She says she recalled receiving the letter
and thinking that a typographical
error had been made on the form given she had recently notified Centrelink of
her assets. She
took no action to clarify the issue with Centrelink.
- There
are two matters which arise. First, it is clear that an administrative error
occurred because the information forwarded by
the applicant on 20 September 2001
was not processed by Centrelink. At the SSAT hearing, Centrelink conceded that
when processing
this form an error was made in that the value of financial
investments was not updated
correctly.[23]
Second, the applicant did not inform Centrelink of the correct amount of
financial investments (the applicant’s financial
investments exceeded
$184,000 at 20 September 2001) and failed to correct Centrelink’s
misinformation (that she had financial
investments over $101,658) and has as a
result received money to which she was not entitled. A debt has been raised
against her.
Thus, the Tribunal must determine whether error of Centrelink is
the sole responsibility of the Commonwealth (emphasis added). The
applicant had no knowledge of what use Centrelink made of the information
she
gave. It is unreasonable to expect a 70 year old woman with no particular
accounting or legal background to understand the operation
of the statutory
method used to calculate the rate of age pension
payable.[24]
- On
4 October 2001 the applicant is recorded as depositing $3,619 into her pensioner
security account increasing her account balance
to
$204,166.13.[25] This
is considerably more than the $184,000 that she advised as being the value of
her assets as at 20 September 2001. By 4 October
2001 she had received the
letter from Centrelink requiring her to notify it of any changes in the value of
her financial investments
above the stated figure of $101,658. She did not do
so.
- After
receiving that letter the error in the calculation of the rate of her age
pension could not be said to be the sole responsibility
of the Commonwealth.
The error was contributed to by the applicant’s non compliance with the
notification requirements and
by the applicant not reporting the change in the
value of her financial investments (the first such change occurring on 4 October
2001).
- There
is accordingly no requirement that the Secretary waive the debt accruing from 4
October 2001 onwards. The debt from 28 September
2001 to 3 October 2001 is
waived on the basis of sole Commonwealth error because Centrelink did not
process the applicant’s
form of 20 September 2001 informing the Department
she had financial investments of $184,000. Although this figure was incorrect
at the time, Centrelink was paying the applicant age pension on the
misapprehension she had $101,658 or less in financial investments.
Had
Centrelink processed the applicant’s form of 20 September 2001 she would
not have been overpaid as much. After receiving
Centrelink’s letter of 20
September 2001 the applicant should from then on have been aware she had a
responsibility to keep
Centrelink informed of changes in her financial
investments.
- Of
course, the debt from 28 September to 3 October 2001 can only be waived if Mrs
Woolley received the overpayments in good faith.
‘Good faith’ is
not defined by the Act but has been the subject of much discussion in cases.

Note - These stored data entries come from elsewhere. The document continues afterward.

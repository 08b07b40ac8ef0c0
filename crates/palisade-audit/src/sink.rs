//! Audit sinks.
//!
//! A sink accepts one record at a time and either persists all of it or
//! reports failure. Sink failures are distinct from policy errors: by the
//! time a record exists, a decision has already been computed.

use std::fs::OpenOptions;
use std::io::Write;
use std::path::{Path, PathBuf};
use std::sync::{Mutex, PoisonError};

use thiserror::Error;
use tracing::{debug, error};

use crate::record::AuditRecord;

#[derive(Debug, Error)]
pub enum AuditError {
    #[error("failed to write audit record to `{}`", .path.display())]
    Write {
        path: PathBuf,
        #[source]
        source: std::io::Error,
    },

    #[error("failed to encode audit record: {0}")]
    Encode(#[from] serde_json::Error),

    #[error("audit sink unavailable: {0}")]
    Unavailable(String),
}

impl AuditError {
    /// Stable tag for the error kind.
    pub fn kind(&self) -> &'static str {
        "audit_write_failed"
    }

    /// Operator-facing description including the underlying cause.
    pub fn hint(&self) -> String {
        match self {
            Self::Write { source, .. } => format!("{self}: {source}"),
            _ => self.to_string(),
        }
    }
}

pub type Result<T> = std::result::Result<T, AuditError>;

/// Destination for audit records.
pub trait AuditSink: Send + Sync {
    /// Persists one record. All-or-nothing.
    fn write(&self, record: &AuditRecord) -> Result<()>;
}

// ============================================================================
// JSON Lines
// ============================================================================

/// Append-only file sink writing one compact JSON object per line.
///
/// Each record is encoded in full before the file is touched and written
/// with a single `write_all`, so a failed encode never leaves a partial line.
#[derive(Debug)]
pub struct JsonlAuditSink {
    path: PathBuf,
    write_lock: Mutex<()>,
}

impl JsonlAuditSink {
    pub fn new(path: impl AsRef<Path>) -> Self {
        Self {
            path: path.as_ref().to_path_buf(),
            write_lock: Mutex::new(()),
        }
    }

    fn write_err(&self, source: std::io::Error) -> AuditError {
        error!(path = %self.path.display(), error = %source, "audit write failed");
        AuditError::Write {
            path: self.path.clone(),
            source,
        }
    }
}

impl AuditSink for JsonlAuditSink {
    fn write(&self, record: &AuditRecord) -> Result<()> {
        let mut line = serde_json::to_vec(record)?;
        line.push(b'\n');

        let _guard = self
            .write_lock
            .lock()
            .unwrap_or_else(PoisonError::into_inner);

        if let Some(parent) = self.path.parent() {
            if !parent.as_os_str().is_empty() {
                std::fs::create_dir_all(parent).map_err(|e| self.write_err(e))?;
            }
        }

        let mut file = OpenOptions::new()
            .create(true)
            .append(true)
            .open(&self.path)
            .map_err(|e| self.write_err(e))?;
        file.write_all(&line).map_err(|e| self.write_err(e))?;
        file.flush().map_err(|e| self.write_err(e))?;

        debug!(
            decision_id = %record.decision_id,
            path = %self.path.display(),
            "audit record written"
        );
        Ok(())
    }
}

// ============================================================================
// In-memory
// ============================================================================

/// Keeps records in memory. Useful when embedding and in tests.
#[derive(Debug, Default)]
pub struct MemoryAuditSink {
    records: Mutex<Vec<AuditRecord>>,
}

impl MemoryAuditSink {
    pub fn new() -> Self {
        Self::default()
    }

    /// Snapshot of everything written so far, in write order.
    pub fn records(&self) -> Vec<AuditRecord> {
        self.records
            .lock()
            .unwrap_or_else(PoisonError::into_inner)
            .clone()
    }

    pub fn len(&self) -> usize {
        self.records
            .lock()
            .unwrap_or_else(PoisonError::into_inner)
            .len()
    }

    pub fn is_empty(&self) -> bool {
        self.len() == 0
    }
}

impl AuditSink for MemoryAuditSink {
    fn write(&self, record: &AuditRecord) -> Result<()> {
        self.records
            .lock()
            .unwrap_or_else(PoisonError::into_inner)
            .push(record.clone());
        Ok(())
    }
}

#[cfg(test)]
mod tests {
    use super::*;
    use chrono::Utc;
    use palisade_policy::{AuthorizationRequest, Policy, Resource, Subject, evaluate};
    use tempfile::tempdir;

    fn record(decision_id: &str) -> AuditRecord {
        let policy = Policy::new("p", "1");
        let request =
            AuthorizationRequest::new(Subject::new("u1"), "read", Resource::new("report"));
        let decision = evaluate(&request, &policy);
        AuditRecord::for_decision(&request, &decision, &policy, decision_id, "corr", Utc::now())
    }

    #[test]
    fn test_jsonl_appends_one_line_per_record() {
        let dir = tempdir().unwrap();
        let path = dir.path().join("nested/audit/decisions.jsonl");
        let sink = JsonlAuditSink::new(&path);

        sink.write(&record("d-1")).unwrap();
        sink.write(&record("d-2")).unwrap();

        let contents = std::fs::read_to_string(&path).unwrap();
        let lines: Vec<&str> = contents.lines().collect();
        assert_eq!(lines.len(), 2);
        assert!(contents.ends_with('\n'));

        let first: AuditRecord = serde_json::from_str(lines[0]).unwrap();
        let second: AuditRecord = serde_json::from_str(lines[1]).unwrap();
        assert_eq!(first.decision_id, "d-1");
        assert_eq!(second.decision_id, "d-2");
        assert_eq!(first.reason.as_str(), "deny_by_default");
    }

    #[test]
    fn test_jsonl_write_failure_is_reported() {
        let dir = tempdir().unwrap();
        // A directory cannot be opened for appending.
        let sink = JsonlAuditSink::new(dir.path());

        let err = sink.write(&record("d-1")).unwrap_err();
        assert_eq!(err.kind(), "audit_write_failed");
        assert!(matches!(err, AuditError::Write { .. }));
    }

    #[test]
    fn test_memory_sink_keeps_order() {
        let sink = MemoryAuditSink::new();
        assert!(sink.is_empty());

        sink.write(&record("a")).unwrap();
        sink.write(&record("b")).unwrap();

        let ids: Vec<String> = sink.records().into_iter().map(|r| r.decision_id).collect();
        assert_eq!(ids, vec!["a", "b"]);
    }
}
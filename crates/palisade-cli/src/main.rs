//! Palisade CLI
//!
//! Validate policy documents and evaluate requests from the command line.

use anyhow::{Context, Result, bail};
use clap::{Parser, Subcommand};
use palisade::{
    AuthorizationRequest, Authorizer, Effect, PalisadeConfig, Policy, evaluate,
    load_policy_from_file,
};
use std::path::{Path, PathBuf};
use tracing::{Level, info};
use tracing_subscriber::FmtSubscriber;

#[derive(Parser)]
#[command(name = "palisade")]
#[command(version, about = "Palisade policy authorization", long_about = None)]
struct Cli {
    #[command(subcommand)]
    command: Commands,

    /// Enable verbose logging
    #[arg(short, long, global = true)]
    verbose: bool,
}

#[derive(Subcommand)]
enum Commands {
    /// Load and validate a policy document
    Check {
        /// Policy document (JSON)
        policy: PathBuf,
    },

    /// Evaluate one request against a policy file, without auditing
    Eval {
        /// Policy document (JSON)
        #[arg(short, long)]
        policy: PathBuf,

        /// Authorization request (JSON)
        #[arg(short, long)]
        request: PathBuf,
    },

    /// Run the full authorize flow using layered configuration
    Authorize {
        /// Authorization request (JSON)
        #[arg(short, long)]
        request: PathBuf,

        /// Correlation id recorded in the audit trail
        #[arg(short, long, default_value = "cli")]
        correlation_id: String,

        /// Directory containing palisade.toml (defaults to the current directory)
        #[arg(long)]
        config_dir: Option<PathBuf>,
    },
}

fn main() -> Result<()> {
    let cli = Cli::parse();

    // Setup logging
    let level = if cli.verbose { Level::DEBUG } else { Level::INFO };
    let subscriber = FmtSubscriber::builder()
        .with_max_level(level)
        .with_writer(std::io::stderr)
        .finish();
    tracing::subscriber::set_global_default(subscriber)
        .context("Failed to set tracing subscriber")?;

    match cli.command {
        Commands::Check { policy } => {
            check_policy(&policy)?;
        }
        Commands::Eval { policy, request } => {
            eval_request(&policy, &request)?;
        }
        Commands::Authorize {
            request,
            correlation_id,
            config_dir,
        } => {
            authorize_request(&request, &correlation_id, config_dir.as_deref())?;
        }
    }

    Ok(())
}

fn load_policy(path: &Path) -> Result<Policy> {
    load_policy_from_file(path).map_err(|e| anyhow::anyhow!("{}: {}", e.kind(), e.hint()))
}

fn read_request(path: &Path) -> Result<AuthorizationRequest> {
    let raw = std::fs::read(path)
        .with_context(|| format!("Failed to read request from {}", path.display()))?;
    serde_json::from_slice(&raw)
        .with_context(|| format!("Invalid authorization request in {}", path.display()))
}

fn check_policy(path: &Path) -> Result<()> {
    info!("Checking policy {}...", path.display());

    let policy = load_policy(path)?;
    let denies = policy
        .rules()
        .iter()
        .filter(|rule| rule.effect() == Effect::Deny)
        .count();

    println!("✓ Policy is valid");
    println!("  Id: {}", policy.id());
    println!("  Version: {}", policy.version());
    println!(
        "  Rules: {} ({} allow, {} deny)",
        policy.rules().len(),
        policy.rules().len() - denies,
        denies
    );

    let duplicates = policy.duplicate_rule_ids();
    if !duplicates.is_empty() {
        println!("  ⚠ Duplicate rule ids: {}", duplicates.join(", "));
    }

    Ok(())
}

fn eval_request(policy_path: &Path, request_path: &Path) -> Result<()> {
    let policy = load_policy(policy_path)?;
    let request = read_request(request_path)?;

    let decision = evaluate(&request, &policy);
    println!("{}", serde_json::to_string_pretty(&decision)?);

    Ok(())
}

fn authorize_request(
    request_path: &Path,
    correlation_id: &str,
    config_dir: Option<&Path>,
) -> Result<()> {
    let config = match config_dir {
        Some(dir) => PalisadeConfig::load_from_dir(dir),
        None => PalisadeConfig::load(),
    }
    .context("Failed to load configuration")?;
    let request = read_request(request_path)?;

    let authorizer = Authorizer::from_config(&config);
    let response = match authorizer.authorize(&request, correlation_id) {
        Ok(response) => response,
        Err(e) => bail!("{}: {}", e.code(), e.hint()),
    };

    println!("{}", serde_json::to_string_pretty(&response)?);

    Ok(())
}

Finn J in Prince’s case stated the test should be what was in the
person’s mind the time of receipt of the
overpayment:
For my own part, I consider the burden of the formula in the s 289 setting to
be obvious enough. Its concern is with the state of
mind of a person concerning
his or her receipt of the payment: if that person knows or has reason to know
that he or she is not entitled
to a payment received – ie is not entitled
to use the moneys received as his or her own – that person does not
receive
the payment in good faith. Absent such knowledge or reason to know, the
receipt would be in good
faith.[26]
- Acting
without good faith does not necessarily mean acting fraudulently. It means that
at the time the person retains the money that
they act without an honest belief
that they were entitled to that
money.[27] A person
will not have an honest belief if they think the payment has been made by
mistake or if they think they are not entitled
to the
payment.[28] Thus, it
is a subjective
test.[29]
- The
Tribunal accepts Mrs Woolley thought, at the time she received the payments and
retained them, that she was entitled to those
payments. Mrs Woolley gave
evidence at the hearing that there was no reason for her to think she was being
overpaid. The Tribunal
is therefore satisfied Mrs Woolley accepted the payments
in good faith.
B. WHETHER THE DEBT SHOULD BE WAIVED DUE TO
SPECIAL CIRCUMSTANCES
- That
of course does not end the matter as the Tribunal must also consider
s 1237AAD of the Act. That section provides a discretion
to the Secretary,
which extends to this Tribunal when exercising its functions, to waive recovery
of all or part of the debt. The
discretion can only be exercised if the three
limbs are satisfied. Section 1237AAD provides as follows:
The Secretary may waive the right to recover all or part of a debt if the
Secretary is satisfied that:
(a) the debt did not result wholly or partly from the debtor or another
person knowingly:
(i) making a false statement or a false representation; or
(ii) failing or omitting to comply with a provision of this Act, the
Administration Act or the 1947 Act; and
(b) there are special circumstances (other than financial hardship alone)
that make it desirable to waive; and
(c) it is more appropriate to waive than to write off the debt or part of the
debt.
The Tribunal will now consider these sub-sections.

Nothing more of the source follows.